Cloud Mining Schemes
Mining is becoming an extremely resource-intensive operation, and it’s the only way to mine new bitcoins without purchasing or selling them. Due to the unique manner in which new coins are mined, vast quantities of processing power and energy are required to mine a coin, rendering it a costly process. However, several businesses now offer to rent any cloud space to mine coins at a fixed cost.
Some businesses offer “lifetime contracts” that hold prices the same and are expected to provide outstanding returns. However, as the complexity of mining grows, the same investment yields smaller sums each time. In comparison, some businesses make bold promises on their returns without being clear on the real costs and the decrease of returns.
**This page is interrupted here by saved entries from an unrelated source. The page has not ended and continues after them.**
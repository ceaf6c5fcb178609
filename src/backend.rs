//LICENSE Portions Copyright 2019-2021 ZomboDB, LLC.
//LICENSE
//LICENSE Portions Copyright 2021-2023 Technology Concepts & Design, Inc.
//LICENSE
//LICENSE Portions Copyright 2023-2023 PgCentral Foundation, Inc. <contact@pgcentral.org>
//LICENSE
//LICENSE All rights reserved.
//LICENSE
//LICENSE Use of this source code is governed by the MIT license that can be found in the LICENSE file.
//! The parts of the audit path that talk to the running backend: SPI, heap tuples and
//! the server encoding.
use core::ffi::{c_char, CStr};
use std::ffi::CString;
use std::marker::PhantomData;

use pgrx::{pg_sys, PgRelation};

use crate::audit::{AuditExecutor, RowImage};
use crate::error::TableLogError;
use crate::quote::QuoteMode;

/// An open SPI connection, closed with `SPI_finish` when dropped.
///
/// Only one may exist per fire; it must be dropped before an `ERROR` is raised so the
/// connection does not leak into the error path.
pub struct SpiSession<'a> {
    __marker: PhantomData<&'a ()>,
}

impl<'a> SpiSession<'a> {
    pub fn connect() -> Result<Self, TableLogError> {
        // SAFETY: we are inside a function call made by the backend
        let status = unsafe { pg_sys::SPI_connect() };
        if status != pg_sys::SPI_OK_CONNECT as i32 {
            return Err(TableLogError::SpiConnect(status));
        }
        Ok(SpiSession { __marker: PhantomData })
    }
}

impl AuditExecutor for SpiSession<'_> {
    fn execute(&mut self, statement: &CString) -> i32 {
        // SAFETY: `statement` is NUL-terminated and the session is connected.  The write
        // is not read-only and has no row limit
        unsafe { pg_sys::SPI_execute(statement.as_ptr(), false, 0) }
    }
}

impl Drop for SpiSession<'_> {
    fn drop(&mut self) {
        // SPI_finish only fails when nothing is connected, which `connect` rules out
        // SAFETY: paired with the successful SPI_connect in `connect`
        unsafe {
            pg_sys::SPI_finish();
        }
    }
}

/// A heap tuple read through the descriptor it was formed with
pub struct HeapRow<'a> {
    tuple: pg_sys::HeapTuple,
    tupdesc: pg_sys::TupleDesc,
    __marker: PhantomData<&'a pg_sys::HeapTupleData>,
}

impl<'a> HeapRow<'a> {
    /// # Safety
    ///
    /// `tuple` must be a valid, non-null heap tuple laid out according to `tupdesc`, and
    /// both must outlive `'a`.
    pub unsafe fn from_raw(tuple: pg_sys::HeapTuple, tupdesc: pg_sys::TupleDesc) -> Self {
        HeapRow { tuple, tupdesc, __marker: PhantomData }
    }
}

impl RowImage for HeapRow<'_> {
    fn text_value(&self, attnum: usize) -> Option<Vec<u8>> {
        let fnumber = i32::try_from(attnum).ok()?;
        // SAFETY: the tuple and descriptor are valid for our lifetime, per `from_raw`.
        // SPI_getvalue returns NULL for SQL NULL and otherwise a palloc'd string
        unsafe {
            let value = pg_sys::SPI_getvalue(self.tuple, self.tupdesc, fnumber);
            if value.is_null() {
                return None;
            }
            let bytes = CStr::from_ptr(value).to_bytes().to_vec();
            pg_sys::pfree(value.cast());
            Some(bytes)
        }
    }
}

/// Longest character any server encoding produces
const MAX_CHAR_BYTES: usize = 4;

/// Byte length of the character at `bytes[0]` in the server encoding
fn server_char_len(bytes: &[u8]) -> usize {
    // pg_mblen may look past the lead byte, so it gets a NUL-padded copy that is always
    // long enough
    let mut scratch = [0u8; MAX_CHAR_BYTES + 1];
    let n = bytes.len().min(MAX_CHAR_BYTES);
    scratch[..n].copy_from_slice(&bytes[..n]);
    // SAFETY: `scratch` is NUL-terminated and outlives the call
    let len = unsafe { pg_sys::pg_mblen(scratch.as_ptr() as *const c_char) };
    usize::try_from(len).unwrap_or(1)
}

/// The quoting mode for this backend's encoding and `table_log.multibyte_quoting`
pub fn server_quote_mode() -> QuoteMode {
    // SAFETY: reads backend-global encoding state
    let (encoding, max_len) =
        unsafe { (pg_sys::GetDatabaseEncoding(), pg_sys::pg_database_encoding_max_length()) };
    if max_len <= 1 || !crate::gucs::MULTIBYTE_QUOTING.get() {
        QuoteMode::Bytewise
    } else if encoding as u32 == pg_sys::pg_enc::PG_UTF8 {
        QuoteMode::utf8()
    } else {
        QuoteMode::Multibyte(server_char_len)
    }
}

/// Name and schema name of `relation`, as the catalogs store them
pub fn relation_names(relation: pg_sys::Relation) -> Result<(Vec<u8>, Vec<u8>), TableLogError> {
    if relation.is_null() {
        return Err(TableLogError::TargetUnavailable);
    }
    // SAFETY: `relation` is an open relation handed to us by the trigger manager.
    // get_namespace_name returns a palloc'd copy, or NULL if the schema is gone
    unsafe {
        let form = (*relation).rd_rel;
        if form.is_null() {
            return Err(TableLogError::TargetUnavailable);
        }
        let name = CStr::from_ptr((*form).relname.data.as_ptr()).to_bytes().to_vec();
        let namespace = pg_sys::get_namespace_name((*form).relnamespace);
        if namespace.is_null() {
            return Err(TableLogError::TargetUnavailable);
        }
        let schema = CStr::from_ptr(namespace).to_bytes().to_vec();
        pg_sys::pfree(namespace.cast());
        Ok((name, schema))
    }
}

/// Open `schema.table`, both matched exactly, with an `AccessShareLock`
pub fn open_relation(schema: &[u8], table: &[u8]) -> Option<PgRelation> {
    let schema = CString::new(schema).ok()?;
    let table = CString::new(table).ok()?;
    // SAFETY: both names are NUL-terminated; the lookups only read the catalogs
    unsafe {
        let namespace = pg_sys::get_namespace_oid(schema.as_ptr(), true);
        if namespace == pg_sys::InvalidOid {
            return None;
        }
        let oid = pg_sys::get_relname_relid(table.as_ptr(), namespace);
        if oid == pg_sys::InvalidOid {
            return None;
        }
        Some(PgRelation::with_lock(oid, pg_sys::AccessShareLock as pg_sys::LOCKMODE))
    }
}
Others include Ponzi schemes that can lead to huge losses. It is vital to examine through prospects to consider the dangers and costs of mining before investing.
Hardware Wallet Theft
For users concerned about protection and privacy, a hardware wallet—a physical gadget that holds their private keys—is an increasingly common alternative. These wallets, as small as USB keychain drives, provide an offline way to help crypto investors secure their bitcoin much more.
However, sometimes scammers plant a “pre-configured” seed phrase hidden under a scratch card and will instruct users to set up their wallet with the compromised seed – This offers a backdoor that lets hackers drain funds before the wallet is enabled. These scams are becoming more common, but they can easily be avoided by accepting wallets from reputable sources.
Several multilevel marketing (MLM) strategies have arisen in the digital realms that promise naive buyers excellent prospects for exponentially greater quantities of bitcoin. MLMs are centered on delivering fast returns, but they require more money to promise even higher profits.
One such case is OneCoin, whose founders have been interested in various other shady operations and have repeatedly been caught. OneCoin offered huge earnings to customers, as well as lavish products and incentives for paying extra.
Even then, there is no information about the business outside of the site, and people have posted online scathing feedback. It is necessary to pay attention to a business’s fine printing and ensure that their statements are both feasible and true. Avoiding these early scams will secure your wallet for sure.
One of the most robust outcomes of the cryptocurrency revolution was the emergence of the Initial Coin Offering (ICO) as a way for businesses to collect money. With tons of innovative blockchain-based startups joining the market with creative innovations and groundbreaking ventures, consumers can now conveniently back their favorite enterprises.
That being said, this massive influx in prospects for ICO has undoubtedly increased the inevitability of fraud. There are aplenty ways that scammers can isolate investors from their cryptocurrency. One common approach is to build fake ICO-like websites and direct users to deposit coins into a broken wallet. Often, the ICOs are at fault.
With advancing technology comes creative scams, and while it may seem like it’s the Wild West for buyers, it doesn’t have to be that way. We discussed some of the most popular scams and ways to avoid them. By avoiding traps like the above, you can increase your odds of success and protect your investment.